New insights of glycosylation role on variable domain of antibody structures

Abstract

N-glycosylation at antibody variable domain (Fv^N-glyco) has emerged as an important modification for antibody function such as stability and antigen recognition, but it is also associated with autoimmune disease and IgE-mediated hypersensitivity reaction. However, the information related to its role and regulation is still scarce. Therefore, we investigated new insights in this regarding using solved antibodies structures presenting in the Protein Data Bank (PDB). From 130 Fv^N-glyco structures, we observed significant findings as a higher prevalence of N-glycosylation in human and mouse antibodies containing IGHV1-8 and IGHV2-2 germline genes, respectively. We also speculate the influence of activation-induced cytidine deaminase (AID) in introducing N-glycosylation sites during somatic hypermutation, specifically on threonine to asparagine substitution.
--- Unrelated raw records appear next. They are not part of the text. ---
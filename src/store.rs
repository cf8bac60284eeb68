//! The store: command dispatch over the keyspace.
//!
//! For each parsed command array the dispatcher looks up the registry
//! entry, runs its key extractor, acquires every named key's lock in
//! canonical order (ascending lexicographic, write beating read when a key
//! appears in both sets), invokes the handler against an `Access` handle,
//! rolls back entries the handler never committed, and releases locks in
//! reverse order — on success, on error, and on panic alike.

use crate::command::{AccessKeys, CommandTable};
use crate::config::Config;
use crate::context::Context;
use crate::error::{StoreError, StoreResult};
use crate::expiry;
use crate::keyspace::{Keyspace, ReadGuard, Stored, WriteGuard};
use crate::resp::Reply;
use crate::types::Value;
use std::collections::BTreeMap;
use std::panic::{self, AssertUnwindSafe};
use std::sync::Arc;
use tokio_util::sync::CancellationToken;
use tracing::debug;

pub struct Store {
    keyspace: Arc<Keyspace>,
    table: CommandTable,
    shutdown: CancellationToken,
}

impl Store {
    /// Build a store. Must run inside a tokio runtime when
    /// `config.active_expiry` is set — the sweeper is spawned here.
    pub fn new(config: Config) -> Self {
        let keyspace = Arc::new(Keyspace::new(config.shard_count));
        let shutdown = CancellationToken::new();
        if config.active_expiry {
            expiry::spawn_sweeper(
                keyspace.clone(),
                shutdown.child_token(),
                config.sweep_interval_ms,
                config.sweep_sample,
            );
        }
        Store {
            keyspace,
            table: CommandTable::new(),
            shutdown,
        }
    }

    pub(crate) fn keyspace(&self) -> &Arc<Keyspace> {
        &self.keyspace
    }

    /// Number of live keys (entries pending expiry may still be counted).
    pub fn keyspace_len(&self) -> usize {
        self.keyspace.len()
    }

    /// Stop the background sweeper. Called automatically on drop.
    pub fn shutdown(&self) {
        self.shutdown.cancel();
    }

    /// Whether a command mutates state and must be ordered by an external
    /// replication collaborator. None for unknown commands.
    pub fn is_synchronous(&self, name: &str) -> Option<bool> {
        self.table.get(&name.to_lowercase()).map(|s| s.synchronous)
    }

    /// Registry listing: (name, description) pairs.
    pub fn commands(&self) -> Vec<(&'static str, &'static str)> {
        self.table.iter().map(|s| (s.name, s.description)).collect()
    }

    /// Dispatch a command array and return the reply as RESP bytes. Errors
    /// are encoded as RESP error replies; the connection stays usable.
    pub async fn handle_command(&self, ctx: &Context, args: &[String]) -> Vec<u8> {
        match self.execute(ctx, args).await {
            Ok(reply) => reply.serialize(),
            Err(err) => {
                if err.is_cancelled() {
                    debug!(client = ctx.client_id(), "command cancelled");
                } else {
                    debug!(client = ctx.client_id(), %err, "command error");
                }
                Reply::error(err.to_resp_error()).serialize()
            }
        }
    }

    /// Dispatch a command array and return the structured reply.
    pub async fn execute(&self, ctx: &Context, args: &[String]) -> StoreResult<Reply> {
        let name = args
            .first()
            .ok_or_else(|| StoreError::UnknownCommand(String::new()))?
            .to_lowercase();
        let spec = self
            .table
            .get(name.as_str())
            .ok_or_else(|| StoreError::UnknownCommand(name.clone()))?;

        let keys = (spec.key_extractor)(args)?;
        let mut access = self.acquire(ctx, &keys).await?;

        let outcome = panic::catch_unwind(AssertUnwindSafe(|| {
            (spec.handler)(ctx, args, &mut access)
        }));
        self.finalize(access);

        match outcome {
            Ok(result) => result,
            Err(payload) => panic::resume_unwind(payload),
        }
    }

    /// Acquire all named keys in canonical order. On failure, entries
    /// created along the way are rolled back before the error surfaces.
    async fn acquire(&self, ctx: &Context, keys: &AccessKeys) -> StoreResult<Access> {
        let mut modes: BTreeMap<&String, bool> = BTreeMap::new();
        for key in &keys.read_keys {
            modes.entry(key).or_insert(false);
        }
        for key in &keys.write_keys {
            modes.insert(key, true);
        }

        let mut access = Access { slots: Vec::with_capacity(modes.len()) };
        for (key, write) in modes {
            let acquired = if write {
                match self.keyspace.write_lock_or_create(ctx, key).await {
                    Ok((guard, _preexisting)) => Ok(Slot {
                        key: key.clone(),
                        guard: SlotGuard::Write(guard),
                        deleted: false,
                    }),
                    Err(e) => Err(e),
                }
            } else {
                match self.keyspace.read_lock(ctx, key).await {
                    Ok(guard) => Ok(Slot {
                        key: key.clone(),
                        guard: SlotGuard::Read(guard),
                        deleted: false,
                    }),
                    Err(StoreError::NoSuchKey) => Ok(Slot {
                        key: key.clone(),
                        guard: SlotGuard::Vacant,
                        deleted: false,
                    }),
                    Err(e) => Err(e),
                }
            };
            match acquired {
                Ok(slot) => access.slots.push(slot),
                Err(e) => {
                    self.finalize(access);
                    return Err(e);
                }
            }
        }
        Ok(access)
    }

    /// Apply deletions, roll back never-committed creation sentinels, and
    /// release guards in reverse acquisition order.
    fn finalize(&self, mut access: Access) {
        while let Some(mut slot) = access.slots.pop() {
            if let SlotGuard::Write(guard) = &mut slot.guard {
                if slot.deleted || guard.value.is_null() {
                    self.keyspace.purge(&slot.key, guard);
                }
            }
        }
    }
}

impl Drop for Store {
    fn drop(&mut self) {
        self.shutdown.cancel();
    }
}

enum SlotGuard {
    Read(ReadGuard),
    Write(WriteGuard),
    /// A read key that did not exist at acquisition time.
    Vacant,
}

struct Slot {
    key: String,
    guard: SlotGuard,
    deleted: bool,
}

/// The handle a handler works through: locked views of every key its
/// extractor named. No entry reference escapes the handler's critical
/// section — the dispatcher drops the guards when the handler returns.
pub struct Access {
    slots: Vec<Slot>,
}

impl Access {
    fn slot(&self, key: &str) -> Option<&Slot> {
        self.slots
            .binary_search_by(|s| s.key.as_str().cmp(key))
            .ok()
            .map(|i| &self.slots[i])
    }

    fn slot_mut(&mut self, key: &str) -> Option<&mut Slot> {
        match self.slots.binary_search_by(|s| s.key.as_str().cmp(key)) {
            Ok(i) => Some(&mut self.slots[i]),
            Err(_) => None,
        }
    }

    fn stored(&self, key: &str) -> Option<&Stored> {
        let slot = self.slot(key)?;
        if slot.deleted {
            return None;
        }
        match &slot.guard {
            SlotGuard::Read(g) => Some(g),
            SlotGuard::Write(g) => Some(g),
            SlotGuard::Vacant => None,
        }
    }

    /// Whether the key held a live value when the handler asked.
    pub fn exists(&self, key: &str) -> bool {
        self.stored(key).is_some_and(|s| !s.value.is_null())
    }

    /// The value at a key, or None when absent.
    pub fn value(&self, key: &str) -> Option<&Value> {
        let stored = self.stored(key)?;
        if stored.value.is_null() {
            None
        } else {
            Some(&stored.value)
        }
    }

    /// Mutable access to a write-locked value. A handler asking for a key
    /// its extractor did not declare writable is a bug.
    pub fn value_mut(&mut self, key: &str) -> StoreResult<&mut Value> {
        let slot = self
            .slot_mut(key)
            .ok_or_else(|| internal_no_lock(key))?;
        if slot.deleted {
            return Err(StoreError::NoSuchKey);
        }
        match &mut slot.guard {
            SlotGuard::Write(g) => Ok(&mut g.value),
            _ => Err(internal_no_lock(key)),
        }
    }

    /// Replace the value at a write-locked key, preserving its expiry.
    pub fn set_value(&mut self, key: &str, value: Value) -> StoreResult<()> {
        let slot = self
            .slot_mut(key)
            .ok_or_else(|| internal_no_lock(key))?;
        match &mut slot.guard {
            SlotGuard::Write(g) => {
                g.value = value;
                slot.deleted = false;
                Ok(())
            }
            _ => Err(internal_no_lock(key)),
        }
    }

    pub fn expiry(&self, key: &str) -> Option<u64> {
        self.stored(key).and_then(|s| s.expires_at)
    }

    /// TTL in seconds: -2 when absent, -1 when no expiry.
    pub fn ttl_seconds(&self, key: &str) -> i64 {
        match self.stored(key) {
            Some(s) if !s.value.is_null() => s.ttl_seconds(),
            _ => -2,
        }
    }

    /// TTL in milliseconds: -2 when absent, -1 when no expiry.
    pub fn ttl_millis(&self, key: &str) -> i64 {
        match self.stored(key) {
            Some(s) if !s.value.is_null() => s.ttl_millis(),
            _ => -2,
        }
    }

    pub fn set_expiry(&mut self, key: &str, expires_at: Option<u64>) -> StoreResult<()> {
        let slot = self
            .slot_mut(key)
            .ok_or_else(|| internal_no_lock(key))?;
        match &mut slot.guard {
            SlotGuard::Write(g) => {
                g.expires_at = expires_at;
                Ok(())
            }
            _ => Err(internal_no_lock(key)),
        }
    }

    /// Mark the key for deletion. Returns true if a live value existed.
    pub fn delete(&mut self, key: &str) -> bool {
        let existed = self.exists(key);
        if let Some(slot) = self.slot_mut(key) {
            if let SlotGuard::Write(g) = &mut slot.guard {
                g.value = Value::Null;
                g.expires_at = None;
                slot.deleted = true;
            }
        }
        existed
    }
}

fn internal_no_lock(key: &str) -> StoreError {
    StoreError::Internal(format!("write lock not held for key '{key}'"))
}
Moreover, we highlight the enrichment of anti-HIV antibodies containing N-glycosylation at antibody variable domain and where we showed a possible important role of N-glycosylation, besides to antigen-antibody interactions, in antibody chain pair and antibody-antibody interactions. These could be a positive secondary effect of glycosylation to enhance antigen binding and further neutralization, including an additional mechanism to form Fab-dimers. Overall, our findings extend the knowledge on the characteristics and diverse role of N-glycosylation at antibody variable domain.